* ABOUT THIS TASK
Count the lines in the data below holding the string "TestResult" and write the total by itself.

* INPUT
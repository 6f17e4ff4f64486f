//! Core domain types and error definitions for humansa-probe.
//!
//! This crate provides the types shared by the check and runner crates:
//!
//! - [`ProbeConfig`] — Target host, synthetic identifiers and pacing
//! - [`CheckOutcome`] and [`Milestone`] — What a single check observed
//! - [`TestResult`] and [`RunSummary`] — Per-run bookkeeping
//! - [`ProbeError`] and [`ConfigError`] — Error types
//!
//! # Example
//!
//! ```rust
//! use humansa_core::{RunSummary, TestResult};
//!
//! let summary = RunSummary::new(vec![
//!     TestResult::new("Health Check", true),
//!     TestResult::new("Ping", false),
//! ]);
//!
//! assert_eq!(summary.passed(), 1);
//! assert_eq!(summary.failed(), 1);
//! assert_eq!(summary.exit_code(), 1);
//! ```

mod config;

pub use config::{ProbeConfig, DEFAULT_BASE_URL, DEFAULT_CONVERSATION_ID, DEFAULT_PACING, DEFAULT_USER_ID};

use thiserror::Error;

/// Errors that can occur while probing an endpoint.
#[derive(Error, Debug)]
pub enum ProbeError {
    /// Request could not be sent or the response could not be read.
    #[error("{0}")]
    Transport(String),

    /// Response body was not valid JSON.
    #[error("Failed to parse response body: {0}")]
    Parse(String),

    /// Response body parsed but did not have the expected shape.
    #[error("Unexpected response body: {0}")]
    UnexpectedBody(String),

    /// A check aborted outside of its own error handling.
    #[error("Check aborted: {0}")]
    Aborted(String),
}

impl From<reqwest::Error> for ProbeError {
    fn from(err: reqwest::Error) -> Self {
        ProbeError::Transport(err.to_string())
    }
}

impl From<serde_json::Error> for ProbeError {
    fn from(err: serde_json::Error) -> Self {
        ProbeError::Parse(err.to_string())
    }
}

/// Errors raised while building a [`ProbeConfig`].
#[derive(Error, Debug)]
pub enum ConfigError {
    /// Base URL could not be parsed or uses an unsupported scheme.
    #[error("Invalid base URL '{url}': {reason}")]
    InvalidBaseUrl { url: String, reason: String },

    /// An environment override could not be parsed.
    #[error("Invalid value for {key}: '{value}'")]
    InvalidValue { key: String, value: String },
}

/// An intermediate passing line reported before a check's final outcome.
#[derive(Debug, Clone, PartialEq, Eq)]
pub struct Milestone {
    pub message: String,
    pub detail: Option<String>,
}

/// What a single check observed.
///
/// `message` is the headline ("Ping successful"), `detail` the optional
/// supporting text (body excerpt, status code or error text).
#[derive(Debug, Clone, PartialEq, Eq)]
pub struct CheckOutcome {
    pub passed: bool,
    pub message: String,
    pub detail: Option<String>,
    pub milestones: Vec<Milestone>,
}

impl CheckOutcome {
    /// Creates a passing outcome with a detail line.
    pub fn pass(message: impl Into<String>, detail: impl Into<String>) -> Self {
        Self {
            passed: true,
            message: message.into(),
            detail: Some(detail.into()),
            milestones: Vec::new(),
        }
    }

    /// Creates a failing outcome with a detail line.
    pub fn fail(message: impl Into<String>, detail: impl Into<String>) -> Self {
        Self {
            passed: false,
            message: message.into(),
            detail: Some(detail.into()),
            milestones: Vec::new(),
        }
    }

    /// Creates a failing outcome without a detail line.
    pub fn fail_bare(message: impl Into<String>) -> Self {
        Self {
            passed: false,
            message: message.into(),
            detail: None,
            milestones: Vec::new(),
        }
    }

    /// Attaches milestones that preceded this outcome.
    pub fn with_milestones(mut self, milestones: Vec<Milestone>) -> Self {
        self.milestones = milestones;
        self
    }
}

/// The recorded result of one check in one run.
#[derive(Debug, Clone, PartialEq, Eq)]
pub struct TestResult {
    pub name: String,
    pub passed: bool,
}

impl TestResult {
    pub fn new(name: impl Into<String>, passed: bool) -> Self {
        Self { name: name.into(), passed }
    }
}

/// Aggregate view over the results of a run, in execution order.
#[derive(Debug, Clone, Default)]
pub struct RunSummary {
    results: Vec<TestResult>,
}

impl RunSummary {
    pub fn new(results: Vec<TestResult>) -> Self {
        Self { results }
    }

    /// Results in the order the checks were defined.
    pub fn results(&self) -> &[TestResult] {
        &self.results
    }

    pub fn passed(&self) -> usize {
        self.results.iter().filter(|r| r.passed).count()
    }

    pub fn failed(&self) -> usize {
        self.results.len() - self.passed()
    }

    /// Returns `true` if every recorded result passed.
    pub fn all_passed(&self) -> bool {
        self.failed() == 0
    }

    /// Process exit code: 0 when every check passed, 1 otherwise.
    pub fn exit_code(&self) -> i32 {
        if self.all_passed() {
            0
        } else {
            1
        }
    }
}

* SOLUTION
9